Most modern societies are quick to claim that they have moved beyond the scourge of racism. Brazil, for example, bills itself as a “racial democracy.” Swedes see theirs as a nation that is particularly tolerant in matters of race. And in the “land of opportunity”—the United States— privileges are supposedly extended to all, regardless of race, creed, color, and so forth.
Yet, we know through our day-to-day experiences of studying, working, and socializing in specific places that although “post-racism” may be the ideal of modern societies, it is not always the fact in real life. In France in 2005, for instance, working-class Paris suburbs such as Clichy-sous-Bois—home to mostly Muslim immigrants from North Africa—became the site of rioting by youths who felt persecuted and excluded from French society because of their religion, culture, skin color, and immigrant status. A group of teenage boys who had been playing soccer were returning to the housing projects where they lived when they spotted the police. Thinking that they were being chased in relation to a reported burglary at a construction site, three of the teenagers hid in a power substation; two of them were accidentally electrocuted. This incident tapped into a well of unrest over what many see as the systematic exclusion in France of those with Arabic- or African-sounding names and darker skins, exclusion that has led to high levels of unemployment among banlieue (the French equivalent of a ghetto) residents. Months of rioting ensued throughout France.

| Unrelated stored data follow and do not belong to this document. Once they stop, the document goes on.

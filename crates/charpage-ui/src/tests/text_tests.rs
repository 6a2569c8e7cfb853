use super::*;
use charpage_query::PageInfo;

fn rick() -> CharacterRow {
    CharacterRow {
        id: "1".to_string(),
        name: "Rick Sanchez".to_string(),
        image: "https://rickandmortyapi.com/api/character/avatar/1.jpeg".to_string(),
        status: "Alive".to_string(),
        species: "Human".to_string(),
    }
}

#[test]
fn loading_screen_text() {
    assert_eq!(render_text(&Screen::Loading), "Loading characters...\n");
}

#[test]
fn error_screen_offers_retry() {
    let text = render_text(&Screen::Error {
        message: "Network error: offline".to_string(),
    });
    assert!(text.contains("Error: Network error: offline"));
    assert!(text.contains("[r] Retry"));
}

#[test]
fn list_screen_shows_entries_and_bar() {
    let pagination = PaginationControls::derive(
        1,
        &PageInfo {
            pages: Some(42),
            next: Some(2),
            prev: None,
        },
        2,
    );
    let text = render_text(&Screen::List {
        rows: vec![rick()],
        pagination,
        warning: None,
    });
    assert!(text.contains("Rick Sanchez"));
    assert!(text.contains("Alive - Human"));
    assert!(text.contains("avatar/1.jpeg"));
    assert!(text.contains("1 / 2"));
    assert!(text.contains("Next [n]"));
    assert!(!text.contains("Prev [p]"));
}

#[test]
fn warning_banner_precedes_rows() {
    let pagination = PaginationControls::derive(1, &PageInfo::default(), 2);
    let text = render_text(&Screen::List {
        rows: Vec::new(),
        pagination,
        warning: Some("stale".to_string()),
    });
    assert!(text.starts_with("! stale\n"));
    assert!(text.contains("No characters on this page."));
}

#[test]
fn bar_with_both_controls() {
    let pagination = PaginationControls::derive(
        2,
        &PageInfo {
            pages: Some(3),
            next: Some(3),
            prev: Some(1),
        },
        3,
    );
    assert_eq!(pagination_bar(&pagination), "< Prev [p]   2 / 3   Next [n] >");
}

The following year in the United States, widespread immigration protests filled city streets across the nation. In the spring of 2006, an estimated half a million people hit the streets of Los Angeles, Chicago, and Washington, D.C., and groups numbering in the tens of thousands marched in Denver, Milwaukee, Charlotte, Atlanta, Phoenix, and many other cities across the nation. Hispanics and their supporters took to the streets to protest legislation that threatened to deport undocumented workers and to classify anyone who helped an undocumented individual as a felon. As in the French incidents, Hispanic immigrants to the United States said they felt discriminated against and excluded from society. Even those who merely “look” or “sound” Hispanic are often the targets of racism. Rather than being violent terrorists or drains on society, protesters argued that Hispanics are, in fact, the backbone of low-wage labor in the United States.
These incidents highlight the fact that race-related tensions are about not only ancestry or skin pigmentation but also religious differences, immigration, and social opportunities. As anxieties arise over ever-higher levels of contact in a globalizing world, racialized intolerance is all too often the response. Indeed, A. Sivanandan has argued that “poverty is the new black” in a globalizing world that has become increasingly hostile toward involuntary migrants regardless of their skin color.
Continuing the Debate
Possible responses to racism lie along a continuum, from violent protest to waiting for time to erase racism. Consider these questions:
Is racism really a serious problem, or are minority groups simply agitating as they always have?
Will racism finally go away by itself as societies modernize and move beyond intolerance?
Can legislation adequately and appropriately address the fundamental causes of racism, or are more radical measures—protests or work stoppages, for example—necessary given the deeply rooted nature of race-based discrimination?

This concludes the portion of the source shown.